Brain–computer interface (BCI) provides a new channel for communication between brain and computers through brain signals. Cost-effective EEG provides good temporal resolution, but its spatial resolution is poor and sensor information is blurred by inherent noise. To overcome these issues, spatial filtering and feature extraction techniques have been developed. Source imaging, transformation of sensor signals into the source space through source localizer, has gained attention as a new approach for BCI. It has been reported that the source imaging yields some improvement of BCI performance. However, there exists no thorough investigation on how source imaging information overlaps with, and is complementary to, sensor information. Information (visible information) from the source space may overlap as well as be exclusive to information from the sensor space is hypothesized. Therefore, we can extract more information from the sensor and source spaces if our hypothesis is true, thereby contributing to more accurate BCI systems. In this work, features from each space (sensor or source), and two strategies combining sensor and source features are assessed. The information distribution among the sensor, source, and combined spaces is discussed through a Venn diagram for 18 motor imagery datasets. Additional 5 motor imagery datasets from the BCI Competition III site were examined. The results showed that the addition of source information yielded about 3.8% classification improvement for 18 motor imagery datasets and showed an average accuracy of 75.56% for BCI Competition data. Our proposed approach is promising, and improved performance may be possible with better head model.

Highlights

► We proposed combined approaches between sensor and source features in brain–computer interface. ► Combining approach of sensor and source features improved about 3.8% in classification accuracy than sensor features alone. ► Source features were supplementary to sensor features. ► Amount of invisible information in sensor space was significant in the low performance datasets.

Introduction

The brain–computer interface (BCI) has received much attention as one of the most fascinating applications in the bio-signal processing community because of the feasibility that BCI may provide bedridden patients with control of certain objects, providing them with a better quality of life. A BCI system generally consists of two phases, as described in Fig. 1: a calibration phase and a feedback phase. The collection of a training dataset from bio-signal measurement systems such as EEG (electroencephalography), MEG (magnetoencephalography), and other brain imaging systems are normally required in the calibration phase. Sensors (electrodes or SQUIDs) outside the head measure brain signals originating from numerous active brain sources representing dynamic brain activity. These signals contain essential clues on neural information and complex processing mechanisms. Some informative features are extracted from these measured signals and used to construct an online classifier. In the feedback phase, the user generates brain signals according to the user's intention and then an online classifier tries to decrypt the user's intention in real-time. The decrypted information is then transformed into instructions that are sent to a computer or machine in order to control it accordingly.

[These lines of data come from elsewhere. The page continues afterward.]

// ==========================================
// 班次吨位引擎 - 看板 API
// ==========================================
// 职责: 面向 UI / 报表层的统一入口
// 架构: API 层 → 引擎层（ShiftAggregator / OeeCalculator）
// 说明: 缓存归本实例所有；多实例部署时各自独立
// ==========================================

use crate::api::error::{ApiError, ApiResult};
use crate::config::EngineConfig;
use crate::domain::material::MaterialCatalog;
use crate::domain::metrics::{
    CurrentShiftTonnage, OeeMetrics, ShiftStatisticsReport, ShiftTonnage,
};
use crate::domain::production::{ProductionOrder, ProductionRecord};
use crate::domain::types::ShiftName;
use crate::engine::shift_cache::{InMemoryShiftCache, ShiftCacheStore};
use crate::engine::shift_classifier::{
    classify_shift, is_same_production_day, production_day_of, resolve_record_shift,
};
use crate::engine::{OeeCalculator, ShiftAggregator, TonnageCalculator};
use crate::importer::MaterialImporter;
use chrono::{NaiveDate, NaiveDateTime};
use serde::Serialize;
use std::path::Path;
use std::sync::Arc;

// ==========================================
// DashboardSnapshot - 看板快照
// ==========================================
#[derive(Debug, Clone, PartialEq, Serialize)]
#[serde(rename_all = "camelCase")]
pub struct DashboardSnapshot {
    pub generated_at: NaiveDateTime,
    pub production_day: NaiveDate,
    pub current_shift: ShiftName,
    pub shift_tonnage: ShiftTonnage,
    pub total_tonnage_t: f64,
    pub average_t_per_hour: f64,
    pub statistics: ShiftStatisticsReport,
    pub current_shift_breakdown: CurrentShiftTonnage,
    pub machines: Vec<OeeMetrics>,
}

// ==========================================
// DashboardApi - 看板 API
// ==========================================
pub struct DashboardApi {
    config: EngineConfig,
    aggregator: ShiftAggregator,
    oee: OeeCalculator,
}

impl DashboardApi {
    /// 使用进程内缓存创建
    pub fn new(catalog: MaterialCatalog, config: EngineConfig) -> Self {
        Self::with_cache(catalog, config, Arc::new(InMemoryShiftCache::new()))
    }

    /// 注入缓存存储
    pub fn with_cache(
        catalog: MaterialCatalog,
        config: EngineConfig,
        cache: Arc<dyn ShiftCacheStore>,
    ) -> Self {
        let catalog = Arc::new(catalog);
        let aggregator = ShiftAggregator::with_cache(
            TonnageCalculator::new(Arc::clone(&catalog)),
            cache,
            config.cache_ttl(),
        );
        let oee = OeeCalculator::new(catalog);
        Self {
            config,
            aggregator,
            oee,
        }
    }

    /// 从物料表文件创建
    pub fn from_material_file<P: AsRef<Path>>(path: P, config: EngineConfig) -> ApiResult<Self> {
        config.validate()?;
        let report = MaterialImporter.import_file(path)?;
        Ok(Self::new(report.catalog, config))
    }

    pub fn config(&self) -> &EngineConfig {
        &self.config
    }

    pub fn catalog(&self) -> &MaterialCatalog {
        self.aggregator.tonnage().catalog()
    }

    pub fn aggregator(&self) -> &ShiftAggregator {
        &self.aggregator
    }

    // ==========================================
    // 班次与吨位
    // ==========================================

    pub fn classify_shift(&self, timestamp: NaiveDateTime) -> ShiftName {
        classify_shift(timestamp)
    }

    pub fn production_day_of(&self, timestamp: NaiveDateTime) -> NaiveDate {
        production_day_of(timestamp)
    }

    pub fn calculate_tonnage(&self, product_name: &str, produced_quantity: u32) -> f64 {
        self.aggregator
            .tonnage()
            .calculate_tonnage(product_name, produced_quantity)
    }

    pub fn aggregate_tonnage_by_shift(
        &self,
        records: &[ProductionRecord],
        orders: &[ProductionOrder],
        now: NaiveDateTime,
    ) -> ShiftTonnage {
        self.aggregator
            .aggregate_tonnage_by_shift(records, orders, now)
    }

    pub fn calculate_shift_statistics(
        &self,
        records: &[ProductionRecord],
        orders: &[ProductionOrder],
        now: NaiveDateTime,
    ) -> ShiftStatisticsReport {
        self.aggregator
            .calculate_shift_statistics(records, orders, now)
    }

    /// 小时均产，分母取配置的每班小时数
    pub fn calculate_average_production_per_hour(
        &self,
        records: &[ProductionRecord],
        orders: &[ProductionOrder],
    ) -> f64 {
        self.aggregator
            .calculate_average_production_per_hour(records, orders, self.config.shift_hours)
    }

    pub fn calculate_current_shift_total_tonnage(
        &self,
        records: &[ProductionRecord],
        orders: &[ProductionOrder],
        now: NaiveDateTime,
    ) -> CurrentShiftTonnage {
        self.aggregator
            .calculate_current_shift_total_tonnage(records, orders, now)
    }

    // ==========================================
    // OEE
    // ==========================================

    pub fn machine_oee(
        &self,
        machine_id: &str,
        records: &[ProductionRecord],
        orders: &[ProductionOrder],
        now: NaiveDateTime,
    ) -> ApiResult<OeeMetrics> {
        if machine_id.trim().is_empty() {
            return Err(ApiError::InvalidInput("machine_id 不能为空".to_string()));
        }
        Ok(self.oee.calculate(machine_id, records, orders, now))
    }

    pub fn all_machines_oee(
        &self,
        records: &[ProductionRecord],
        orders: &[ProductionOrder],
        now: NaiveDateTime,
    ) -> Vec<OeeMetrics> {
        self.oee.calculate_all_machines(records, orders, now)
    }

    // ==========================================
    // 操作
    // ==========================================

    /// 上报新产量：失效该记录所属生产日 + 班次的缓存
    ///
    /// 返回是否删除了缓存条目
    pub fn report_production(&self, record: &ProductionRecord) -> bool {
        let production_day = production_day_of(record.recorded_at);
        let shift = resolve_record_shift(record).shift;
        tracing::info!(
            record_id = %record.id,
            %production_day,
            %shift,
            "production reported"
        );
        self.aggregator.invalidate_shift(production_day, shift)
    }

    /// 看板快照
    pub fn build_dashboard(
        &self,
        records: &[ProductionRecord],
        orders: &[ProductionOrder],
        now: NaiveDateTime,
    ) -> DashboardSnapshot {
        let shift_tonnage = self.aggregate_tonnage_by_shift(records, orders, now);
        let day_records: Vec<ProductionRecord> = records
            .iter()
            .filter(|r| is_same_production_day(r.recorded_at, now))
            .cloned()
            .collect();

        DashboardSnapshot {
            generated_at: now,
            production_day: production_day_of(now),
            current_shift: classify_shift(now),
            total_tonnage_t: shift_tonnage.total(),
            shift_tonnage,
            average_t_per_hour: self.calculate_average_production_per_hour(&day_records, orders),
            statistics: self.calculate_shift_statistics(records, orders, now),
            current_shift_breakdown: self
                .calculate_current_shift_total_tonnage(records, orders, now),
            machines: self.all_machines_oee(records, orders, now),
        }
    }
}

For better development of a BCI system, two ingredients are essential. One involves developing an experimental paradigm that is as easily applicable to a BCI system as possible. During an experimental procedure, brain signals are collected and classified. In the two-class paradigm for a BCI system, left or right hand movement imagery has been widely used (Guger, 2011). Pfurtscheller and Lopes da Silva (1999) reported that relative power changes [event related (de)synchronization (ERD/ERS)] occur in a specific brain area when the subject imagines a hand movement without real muscle activity. If a subject imagines limb movement, then contra-lateral ERD and ipsilateral ERS arise in the motor cortex of the brain (Pfurtscheller et al., 1997, Pfurtscheller and Lopes da Silva, 1999). This is one of the most popular features of BCI. The other ingredient in a BCI system involves the extraction of features from different conditioned brain signals. These features should be as distinct and informative as possible because they could account for conditioned information.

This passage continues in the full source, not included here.